> **Exercise objective**: Using the records provided below, locate and copy each line that contains the word "searchset".

> **Given records**:
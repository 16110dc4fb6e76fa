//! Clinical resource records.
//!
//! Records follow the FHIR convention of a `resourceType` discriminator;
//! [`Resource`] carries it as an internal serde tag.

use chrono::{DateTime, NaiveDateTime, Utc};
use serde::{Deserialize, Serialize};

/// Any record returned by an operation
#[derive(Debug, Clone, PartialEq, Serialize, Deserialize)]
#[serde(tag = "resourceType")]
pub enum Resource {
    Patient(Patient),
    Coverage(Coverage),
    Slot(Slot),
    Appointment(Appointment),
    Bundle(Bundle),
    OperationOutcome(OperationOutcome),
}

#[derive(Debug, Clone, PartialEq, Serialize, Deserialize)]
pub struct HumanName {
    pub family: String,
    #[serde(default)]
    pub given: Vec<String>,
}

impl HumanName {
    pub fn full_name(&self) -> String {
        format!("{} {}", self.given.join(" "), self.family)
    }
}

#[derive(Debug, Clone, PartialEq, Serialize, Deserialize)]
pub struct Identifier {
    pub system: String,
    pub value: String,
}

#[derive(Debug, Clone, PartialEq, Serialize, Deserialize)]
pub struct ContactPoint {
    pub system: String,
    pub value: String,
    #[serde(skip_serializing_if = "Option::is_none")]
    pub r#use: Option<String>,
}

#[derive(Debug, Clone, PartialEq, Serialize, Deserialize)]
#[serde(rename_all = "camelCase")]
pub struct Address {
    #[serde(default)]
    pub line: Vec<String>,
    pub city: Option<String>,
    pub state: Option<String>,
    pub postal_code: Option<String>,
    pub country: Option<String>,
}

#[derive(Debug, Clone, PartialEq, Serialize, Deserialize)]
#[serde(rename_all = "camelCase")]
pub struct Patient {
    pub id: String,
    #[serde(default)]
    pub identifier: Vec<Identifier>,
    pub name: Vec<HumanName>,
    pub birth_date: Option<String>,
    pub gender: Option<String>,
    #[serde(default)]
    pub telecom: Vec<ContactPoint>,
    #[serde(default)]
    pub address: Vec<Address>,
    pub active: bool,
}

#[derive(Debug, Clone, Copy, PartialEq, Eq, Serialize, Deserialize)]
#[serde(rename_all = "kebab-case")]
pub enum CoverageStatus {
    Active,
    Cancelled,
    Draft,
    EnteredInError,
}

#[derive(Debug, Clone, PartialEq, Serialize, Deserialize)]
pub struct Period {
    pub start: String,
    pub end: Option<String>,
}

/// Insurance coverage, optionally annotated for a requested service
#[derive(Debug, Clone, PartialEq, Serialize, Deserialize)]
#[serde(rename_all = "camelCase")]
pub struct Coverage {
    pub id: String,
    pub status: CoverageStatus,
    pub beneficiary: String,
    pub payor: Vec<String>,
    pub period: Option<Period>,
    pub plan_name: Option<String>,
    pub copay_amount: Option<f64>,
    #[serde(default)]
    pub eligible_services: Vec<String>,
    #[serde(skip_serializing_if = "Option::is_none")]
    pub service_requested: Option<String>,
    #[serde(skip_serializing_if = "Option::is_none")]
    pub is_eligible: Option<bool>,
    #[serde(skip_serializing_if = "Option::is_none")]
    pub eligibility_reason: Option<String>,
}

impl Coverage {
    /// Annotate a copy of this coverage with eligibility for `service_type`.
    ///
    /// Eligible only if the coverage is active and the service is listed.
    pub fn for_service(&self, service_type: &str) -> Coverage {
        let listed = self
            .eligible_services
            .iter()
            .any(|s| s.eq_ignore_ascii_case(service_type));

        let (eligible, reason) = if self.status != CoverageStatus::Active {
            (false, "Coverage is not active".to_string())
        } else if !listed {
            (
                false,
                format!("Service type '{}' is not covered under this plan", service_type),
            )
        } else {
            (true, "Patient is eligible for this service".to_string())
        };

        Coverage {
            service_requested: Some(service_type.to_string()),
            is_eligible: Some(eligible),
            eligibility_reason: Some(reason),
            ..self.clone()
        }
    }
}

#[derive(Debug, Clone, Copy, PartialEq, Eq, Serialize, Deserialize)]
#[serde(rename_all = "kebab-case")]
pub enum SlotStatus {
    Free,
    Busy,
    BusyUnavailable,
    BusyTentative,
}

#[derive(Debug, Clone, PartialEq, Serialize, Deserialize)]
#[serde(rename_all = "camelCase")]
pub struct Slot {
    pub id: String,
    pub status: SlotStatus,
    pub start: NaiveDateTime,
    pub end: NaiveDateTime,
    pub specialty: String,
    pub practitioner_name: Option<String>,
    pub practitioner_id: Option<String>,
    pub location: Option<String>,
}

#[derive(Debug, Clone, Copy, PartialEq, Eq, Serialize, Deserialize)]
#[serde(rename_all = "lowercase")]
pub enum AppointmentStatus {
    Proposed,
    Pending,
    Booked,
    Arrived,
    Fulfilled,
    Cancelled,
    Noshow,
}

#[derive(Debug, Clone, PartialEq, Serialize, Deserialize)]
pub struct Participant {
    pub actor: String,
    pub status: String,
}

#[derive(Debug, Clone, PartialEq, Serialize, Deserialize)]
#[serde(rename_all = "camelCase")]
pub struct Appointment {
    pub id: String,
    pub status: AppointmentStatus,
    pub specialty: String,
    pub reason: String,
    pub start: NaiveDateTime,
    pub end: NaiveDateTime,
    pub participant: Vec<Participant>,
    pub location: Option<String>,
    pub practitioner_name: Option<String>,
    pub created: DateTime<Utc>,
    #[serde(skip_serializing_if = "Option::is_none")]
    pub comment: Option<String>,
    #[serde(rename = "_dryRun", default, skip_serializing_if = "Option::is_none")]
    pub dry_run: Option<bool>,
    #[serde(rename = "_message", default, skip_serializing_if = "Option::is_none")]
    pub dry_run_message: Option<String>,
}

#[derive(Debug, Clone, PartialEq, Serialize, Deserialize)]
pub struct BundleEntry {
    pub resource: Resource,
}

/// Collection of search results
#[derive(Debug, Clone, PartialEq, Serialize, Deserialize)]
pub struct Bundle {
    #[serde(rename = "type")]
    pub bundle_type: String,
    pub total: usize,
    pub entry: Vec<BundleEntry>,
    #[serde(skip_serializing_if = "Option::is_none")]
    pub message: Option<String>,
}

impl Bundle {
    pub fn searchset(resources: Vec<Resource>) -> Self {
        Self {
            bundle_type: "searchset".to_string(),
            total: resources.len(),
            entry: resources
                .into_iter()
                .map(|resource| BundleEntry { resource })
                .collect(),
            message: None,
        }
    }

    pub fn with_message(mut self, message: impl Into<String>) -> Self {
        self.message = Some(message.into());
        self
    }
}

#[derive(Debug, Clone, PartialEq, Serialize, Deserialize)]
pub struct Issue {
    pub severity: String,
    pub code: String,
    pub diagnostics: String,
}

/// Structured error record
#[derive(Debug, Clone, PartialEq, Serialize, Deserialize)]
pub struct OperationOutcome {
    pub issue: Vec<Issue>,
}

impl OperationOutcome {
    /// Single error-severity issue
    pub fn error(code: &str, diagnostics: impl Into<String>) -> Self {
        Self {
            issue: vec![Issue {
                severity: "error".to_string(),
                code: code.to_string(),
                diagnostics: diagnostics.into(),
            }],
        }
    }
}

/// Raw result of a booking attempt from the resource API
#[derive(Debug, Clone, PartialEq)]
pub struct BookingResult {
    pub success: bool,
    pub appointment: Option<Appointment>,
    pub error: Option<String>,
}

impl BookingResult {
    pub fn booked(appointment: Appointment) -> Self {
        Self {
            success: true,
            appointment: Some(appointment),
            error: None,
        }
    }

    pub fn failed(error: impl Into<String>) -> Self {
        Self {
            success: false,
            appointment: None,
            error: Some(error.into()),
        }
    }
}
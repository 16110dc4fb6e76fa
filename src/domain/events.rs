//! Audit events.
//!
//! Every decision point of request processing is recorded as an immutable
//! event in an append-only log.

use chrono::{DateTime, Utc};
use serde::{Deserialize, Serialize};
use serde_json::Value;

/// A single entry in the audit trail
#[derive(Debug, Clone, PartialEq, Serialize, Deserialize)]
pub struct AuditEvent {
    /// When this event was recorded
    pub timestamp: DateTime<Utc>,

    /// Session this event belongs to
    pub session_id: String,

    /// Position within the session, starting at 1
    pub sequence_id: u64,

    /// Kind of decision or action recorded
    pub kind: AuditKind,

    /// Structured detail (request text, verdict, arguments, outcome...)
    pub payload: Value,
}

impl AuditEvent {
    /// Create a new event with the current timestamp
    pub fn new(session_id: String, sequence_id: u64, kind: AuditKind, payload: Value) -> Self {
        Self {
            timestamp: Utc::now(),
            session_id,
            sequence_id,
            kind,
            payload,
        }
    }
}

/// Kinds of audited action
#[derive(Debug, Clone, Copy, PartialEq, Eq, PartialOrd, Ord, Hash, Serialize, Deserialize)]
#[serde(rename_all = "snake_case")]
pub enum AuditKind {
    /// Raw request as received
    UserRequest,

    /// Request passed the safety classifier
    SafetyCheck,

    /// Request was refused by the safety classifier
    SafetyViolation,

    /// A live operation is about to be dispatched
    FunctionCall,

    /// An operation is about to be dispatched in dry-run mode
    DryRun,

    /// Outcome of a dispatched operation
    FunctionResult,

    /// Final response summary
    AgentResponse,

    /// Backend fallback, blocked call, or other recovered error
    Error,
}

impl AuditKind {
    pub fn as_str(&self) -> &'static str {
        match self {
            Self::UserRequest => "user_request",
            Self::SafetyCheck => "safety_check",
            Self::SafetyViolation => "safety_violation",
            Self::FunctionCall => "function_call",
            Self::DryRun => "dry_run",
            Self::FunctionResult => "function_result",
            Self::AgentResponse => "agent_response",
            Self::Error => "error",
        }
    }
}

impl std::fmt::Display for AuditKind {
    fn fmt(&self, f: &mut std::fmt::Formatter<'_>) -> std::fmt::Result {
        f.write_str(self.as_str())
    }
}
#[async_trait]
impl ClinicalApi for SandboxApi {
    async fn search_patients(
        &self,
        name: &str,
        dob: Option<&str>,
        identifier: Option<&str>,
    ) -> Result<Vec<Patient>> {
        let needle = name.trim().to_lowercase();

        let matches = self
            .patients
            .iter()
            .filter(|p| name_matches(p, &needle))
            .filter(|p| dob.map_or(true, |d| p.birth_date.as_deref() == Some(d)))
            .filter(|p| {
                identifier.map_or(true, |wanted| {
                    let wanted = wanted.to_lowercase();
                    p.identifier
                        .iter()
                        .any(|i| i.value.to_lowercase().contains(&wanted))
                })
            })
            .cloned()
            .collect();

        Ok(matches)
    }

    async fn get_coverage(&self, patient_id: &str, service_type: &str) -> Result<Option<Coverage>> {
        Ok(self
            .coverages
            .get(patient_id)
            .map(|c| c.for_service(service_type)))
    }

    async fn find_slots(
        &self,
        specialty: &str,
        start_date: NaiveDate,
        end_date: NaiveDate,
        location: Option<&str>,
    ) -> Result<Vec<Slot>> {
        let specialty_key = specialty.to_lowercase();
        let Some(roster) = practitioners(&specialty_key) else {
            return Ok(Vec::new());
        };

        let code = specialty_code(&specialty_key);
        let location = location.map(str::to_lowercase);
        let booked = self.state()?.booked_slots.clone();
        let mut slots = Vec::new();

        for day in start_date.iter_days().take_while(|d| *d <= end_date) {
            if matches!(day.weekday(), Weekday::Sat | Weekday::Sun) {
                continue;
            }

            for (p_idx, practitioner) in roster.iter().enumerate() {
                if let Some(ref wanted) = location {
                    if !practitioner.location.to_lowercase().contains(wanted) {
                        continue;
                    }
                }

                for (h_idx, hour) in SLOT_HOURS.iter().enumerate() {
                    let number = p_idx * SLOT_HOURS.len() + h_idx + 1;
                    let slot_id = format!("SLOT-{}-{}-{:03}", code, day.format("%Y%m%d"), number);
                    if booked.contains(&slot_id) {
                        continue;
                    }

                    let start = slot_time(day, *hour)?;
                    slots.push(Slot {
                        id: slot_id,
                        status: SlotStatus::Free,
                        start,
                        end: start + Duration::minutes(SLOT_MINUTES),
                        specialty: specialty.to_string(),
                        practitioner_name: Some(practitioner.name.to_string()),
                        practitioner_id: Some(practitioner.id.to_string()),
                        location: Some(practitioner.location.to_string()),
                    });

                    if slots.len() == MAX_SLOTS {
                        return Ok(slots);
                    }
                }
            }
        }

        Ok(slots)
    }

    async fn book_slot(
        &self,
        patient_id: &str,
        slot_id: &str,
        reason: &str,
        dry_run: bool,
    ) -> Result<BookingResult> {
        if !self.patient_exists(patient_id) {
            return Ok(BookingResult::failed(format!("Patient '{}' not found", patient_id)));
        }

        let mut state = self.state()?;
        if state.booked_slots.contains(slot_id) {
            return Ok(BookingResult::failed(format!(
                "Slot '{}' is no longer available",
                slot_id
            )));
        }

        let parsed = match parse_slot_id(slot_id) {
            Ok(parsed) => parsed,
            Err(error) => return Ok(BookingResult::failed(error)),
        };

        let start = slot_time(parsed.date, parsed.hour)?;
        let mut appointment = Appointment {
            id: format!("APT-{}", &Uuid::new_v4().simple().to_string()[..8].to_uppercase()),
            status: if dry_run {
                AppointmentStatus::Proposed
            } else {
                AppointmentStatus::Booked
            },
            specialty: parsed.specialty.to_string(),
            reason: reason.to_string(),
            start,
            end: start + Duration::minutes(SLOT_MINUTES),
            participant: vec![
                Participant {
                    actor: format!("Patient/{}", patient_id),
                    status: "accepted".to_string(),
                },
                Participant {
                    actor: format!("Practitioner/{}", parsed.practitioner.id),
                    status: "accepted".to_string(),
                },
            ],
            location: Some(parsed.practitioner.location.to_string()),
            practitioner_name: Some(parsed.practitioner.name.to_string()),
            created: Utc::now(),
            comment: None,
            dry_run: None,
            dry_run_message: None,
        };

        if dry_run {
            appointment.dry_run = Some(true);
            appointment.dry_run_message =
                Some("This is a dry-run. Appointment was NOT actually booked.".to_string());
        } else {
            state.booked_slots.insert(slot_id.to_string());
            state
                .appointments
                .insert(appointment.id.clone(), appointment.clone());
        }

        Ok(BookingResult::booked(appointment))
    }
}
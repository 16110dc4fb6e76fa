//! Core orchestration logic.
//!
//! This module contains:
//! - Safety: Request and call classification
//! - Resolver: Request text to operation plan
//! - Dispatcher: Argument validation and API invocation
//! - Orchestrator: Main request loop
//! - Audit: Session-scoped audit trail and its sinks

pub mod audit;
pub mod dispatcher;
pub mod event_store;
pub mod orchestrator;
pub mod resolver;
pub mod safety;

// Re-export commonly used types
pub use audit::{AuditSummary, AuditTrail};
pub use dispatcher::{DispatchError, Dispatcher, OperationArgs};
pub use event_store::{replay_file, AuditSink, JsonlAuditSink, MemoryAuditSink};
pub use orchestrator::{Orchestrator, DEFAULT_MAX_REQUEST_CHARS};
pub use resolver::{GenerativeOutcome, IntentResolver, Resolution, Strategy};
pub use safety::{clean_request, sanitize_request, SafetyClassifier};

> **Reply**:
    pub fn searchset(resources: Vec<Resource>) -> Self {
            bundle_type: "searchset".to_string(),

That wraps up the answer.